= WHAT YOU NEED TO DO =
Every line of the entries that holds the word "different" is to be copied.

Stored records:
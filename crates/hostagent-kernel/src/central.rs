//! Registration with a central management instance.
//!
//! ```text
//! UNREGISTERED → DISCOVERING → BOOTSTRAPPED → CONNECTING → MANAGED
//!        └──────────── persisted record (fast path) ─────────┘
//! ```
//!
//! Discovery is an HTTP GET against the central instance. Its answer is
//! persisted as the registration record; after that the record never
//! changes for the life of the process.

use crate::credentials::CredentialStore;
use hostagent_types::capability::Capability;
use hostagent_types::error::{PlatformError, PlatformResult};
use hostagent_types::platform::{CentralRegistration, DiscoveryInfo, RegistrationState};
use hostagent_wire::PeerConnectionCache;
use std::net::IpAddr;
use std::path::{Path, PathBuf};
use std::sync::{Arc, Mutex, OnceLock};
use std::time::Duration;
use tracing::{debug, info, warn};

/// File name of the registration record under the agent home.
pub const REGISTRATION_FILE: &str = "volttron.central";

/// HTTP client for the discovery endpoint.
pub struct DiscoveryClient {
    client: reqwest::Client,
}

impl DiscoveryClient {
    /// Every request is bounded by `timeout`.
    pub fn new(timeout: Duration) -> PlatformResult<Self> {
        let client = reqwest::Client::builder()
            .timeout(timeout)
            .build()
            .map_err(|e| PlatformError::Internal(format!("cannot build discovery client: {e}")))?;
        Ok(Self { client })
    }

    /// `GET http://{discovery_address}/discovery/`.
    ///
    /// Non-2xx statuses, transport errors, bad JSON and missing fields all
    /// fail with `Discovery`.
    pub async fn discover(&self, discovery_address: &str) -> PlatformResult<DiscoveryInfo> {
        let url = format!("http://{discovery_address}/discovery/");
        debug!(url = %url, "Fetching discovery info");

        let response = self
            .client
            .get(&url)
            .send()
            .await
            .map_err(|e| PlatformError::Discovery(format!("{url}: {e}")))?;

        if !response.status().is_success() {
            return Err(PlatformError::Discovery(format!(
                "{url} returned {}",
                response.status()
            )));
        }

        let info: DiscoveryInfo = response
            .json()
            .await
            .map_err(|e| PlatformError::Discovery(format!("invalid discovery payload: {e}")))?;

        if info.vip_address.is_empty() {
            return Err(PlatformError::Discovery("payload has no vip-address".into()));
        }
        if info.serverkey.is_empty() {
            return Err(PlatformError::Discovery("payload has no serverkey".into()));
        }
        Ok(info)
    }
}

/// Load the persisted registration record. Missing or unreadable files
/// yield `None`.
pub fn load_registration(home: &Path) -> Option<CentralRegistration> {
    let path = home.join(REGISTRATION_FILE);
    let raw = std::fs::read_to_string(&path).ok()?;
    match serde_json::from_str(&raw) {
        Ok(record) => {
            info!(path = %path.display(), "Central registration loaded from file");
            Some(record)
        }
        Err(e) => {
            warn!(path = %path.display(), error = %e, "Ignoring unreadable registration record");
            None
        }
    }
}

/// Persist the registration record, overwriting any previous one.
pub fn store_registration(home: &Path, record: &CentralRegistration) -> PlatformResult<()> {
    std::fs::create_dir_all(home)?;
    std::fs::write(home.join(REGISTRATION_FILE), serde_json::to_vec(record)?)?;
    Ok(())
}

/// Whether the host part of a `tcp://host:port` address is a private,
/// loopback or link-local IP. Host names count as public.
pub fn is_ip_private(vip_address: &str) -> bool {
    let rest = vip_address.trim().trim_start_matches("tcp://");
    let rest = rest.split('?').next().unwrap_or_default();
    let host = match rest.rsplit_once(':') {
        Some((host, _port)) => host,
        None => rest,
    };
    let host = host.trim_start_matches('[').trim_end_matches(']');
    match host.parse::<IpAddr>() {
        Ok(IpAddr::V4(ip)) => ip.is_private() || ip.is_loopback() || ip.is_link_local(),
        Ok(IpAddr::V6(ip)) => ip.is_loopback() || (ip.segments()[0] & 0xfe00) == 0xfc00,
        Err(_) => false,
    }
}

/// Pick the address to advertise to a central instance: the first public
/// `tcp://` address, else the last private `tcp://` address, else the first
/// address of any kind.
pub fn find_registration_address(vip_addresses: &[String]) -> Option<String> {
    let mut result: Option<&String> = None;
    for vip in vip_addresses {
        if result.is_none() {
            result = Some(vip);
        }
        if vip.starts_with("tcp://") {
            if is_ip_private(vip) {
                result = Some(vip);
            } else {
                return Some(vip.clone());
            }
        }
    }
    result.cloned()
}

/// Drives the registration state machine.
pub struct CentralRegistrar {
    home: PathBuf,
    discovery_address: Option<String>,
    discovery: DiscoveryClient,
    credentials: Arc<dyn CredentialStore>,
    state: Mutex<RegistrationState>,
    record: OnceLock<CentralRegistration>,
    /// Serializes `manage_platform` and startup registration.
    flow: tokio::sync::Mutex<()>,
}

impl CentralRegistrar {
    pub fn new(
        home: impl Into<PathBuf>,
        discovery_address: Option<String>,
        discovery_timeout: Duration,
        credentials: Arc<dyn CredentialStore>,
    ) -> PlatformResult<Self> {
        Ok(Self {
            home: home.into(),
            discovery_address: discovery_address.filter(|a| !a.is_empty()),
            discovery: DiscoveryClient::new(discovery_timeout)?,
            credentials,
            state: Mutex::new(RegistrationState::Unregistered),
            record: OnceLock::new(),
            flow: tokio::sync::Mutex::new(()),
        })
    }

    pub fn state(&self) -> RegistrationState {
        *self.state.lock().unwrap_or_else(|e| e.into_inner())
    }

    fn set_state(&self, next: RegistrationState) {
        let mut state = self.state.lock().unwrap_or_else(|e| e.into_inner());
        let prev = *state;
        if prev != next {
            debug!(from = %prev, to = %next, "Registration state");
            *state = next;
        }
    }

    /// The registration record, once one is held.
    pub fn record(&self) -> Option<&CentralRegistration> {
        self.record.get()
    }

    pub fn is_registered(&self) -> bool {
        self.record.get().is_some()
    }

    /// Adopt the persisted record if none is held yet.
    fn load_record(&self) -> Option<&CentralRegistration> {
        if self.record.get().is_none() {
            if let Some(record) = load_registration(&self.home) {
                let _ = self.record.set(record);
                self.set_state(RegistrationState::Bootstrapped);
            }
        }
        self.record.get()
    }

    /// Run discovery against `discovery_address`, persist the result and
    /// hold it as the registration record.
    ///
    /// With `expected_key` set, a discovered server key that differs fails
    /// with `Discovery` and nothing is persisted.
    async fn bootstrap(
        &self,
        discovery_address: &str,
        expected_key: Option<&str>,
    ) -> PlatformResult<&CentralRegistration> {
        self.set_state(RegistrationState::Discovering);
        let info = match self.discovery.discover(discovery_address).await {
            Ok(info) => info,
            Err(e) => {
                self.set_state(RegistrationState::Unregistered);
                return Err(e);
            }
        };
        if let Some(expected) = expected_key {
            if info.serverkey != expected {
                warn!(
                    discovered = %info.serverkey,
                    supplied = expected,
                    "Discovered server key differs from the one supplied"
                );
                self.set_state(RegistrationState::Unregistered);
                return Err(PlatformError::Discovery(format!(
                    "{discovery_address} presented server key {}, expected {expected}",
                    info.serverkey
                )));
            }
        }

        let record = CentralRegistration::from_discovery(discovery_address, info);
        if let Err(e) = store_registration(&self.home, &record) {
            self.set_state(RegistrationState::Unregistered);
            return Err(e);
        }
        info!(
            discovery_address,
            vip_address = %record.vip_address,
            "Central registration bootstrapped"
        );
        let _ = self.record.set(record);
        self.set_state(RegistrationState::Bootstrapped);
        self.record
            .get()
            .ok_or_else(|| PlatformError::Internal("registration record not set".into()))
    }

    /// Dial the central instance and grant its key `can_manage`.
    ///
    /// A failed dial leaves the machine in BOOTSTRAPPED so it can be
    /// retried.
    async fn connect(&self, cache: &PeerConnectionCache, central_key: &str) -> PlatformResult<()> {
        let record = self
            .record
            .get()
            .ok_or_else(|| PlatformError::CannotConnect("no central registration".into()))?;

        self.set_state(RegistrationState::Connecting);
        if let Err(e) = cache.acquire(&record.vip_address).await {
            warn!(address = %record.vip_address, error = %e, "Could not connect to central");
            self.set_state(RegistrationState::Bootstrapped);
            return Err(e.into());
        }

        if let Err(e) = self
            .credentials
            .add_capabilities(central_key, &[Capability::CanManage])
        {
            self.set_state(RegistrationState::Bootstrapped);
            return Err(e);
        }
        self.set_state(RegistrationState::Managed);
        info!(address = %record.vip_address, "Platform is managed");
        Ok(())
    }

    /// Handle a `manage_platform(uri, vc_publickey)` request.
    ///
    /// A held record with a different server key fails with
    /// `AlreadyManaged`. The same key again skips discovery and re-runs the
    /// connect step. Without a record, discovery must present `central_key`.
    pub async fn manage_platform(
        &self,
        cache: &PeerConnectionCache,
        uri: &str,
        central_key: &str,
    ) -> PlatformResult<()> {
        let _flow = self.flow.lock().await;
        info!(uri, "Request to manage platform");

        match self.load_record() {
            Some(record) => {
                if record.serverkey != central_key {
                    return Err(PlatformError::AlreadyManaged(format!(
                        "attempted to register with different key: {central_key}"
                    )));
                }
                info!(serverkey = %record.serverkey, "Already registered");
            }
            None => {
                self.bootstrap(uri, Some(central_key)).await?;
            }
        }

        self.connect(cache, central_key).await
    }

    /// Startup registration: the persisted record takes the fast path,
    /// otherwise a configured discovery address is used, otherwise nothing
    /// happens. Failures are logged, never fatal.
    pub async fn start(&self, cache: &PeerConnectionCache) {
        let _flow = self.flow.lock().await;
        if let Some(record) = self.load_record() {
            let key = record.serverkey.clone();
            if let Err(e) = self.connect(cache, &key).await {
                warn!(error = %e, "Fast-path reconnect to central failed");
            }
            return;
        }
        if self.discovery_address.is_none() {
            info!("No central instance configured");
            return;
        }
        if let Err(e) = self.register(cache).await {
            warn!(error = %e, "Registration with central failed");
        }
    }

    /// Register through the configured discovery address.
    pub async fn register_with_central(&self, cache: &PeerConnectionCache) -> PlatformResult<()> {
        let _flow = self.flow.lock().await;
        self.register(cache).await
    }

    async fn register(&self, cache: &PeerConnectionCache) -> PlatformResult<()> {
        if self.record.get().is_some() {
            return Err(PlatformError::AlreadyManaged(
                "a central registration is already held".into(),
            ));
        }
        let Some(address) = self.discovery_address.clone() else {
            return Err(PlatformError::CannotConnect("invalid discovery address".into()));
        };
        let key = self.bootstrap(&address, None).await?.serverkey.clone();
        self.connect(cache, &key).await
    }
}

= REPLY TO THE TASK =
    /// A held record with a different server key fails with
                        "attempted to register with different key: {central_key}"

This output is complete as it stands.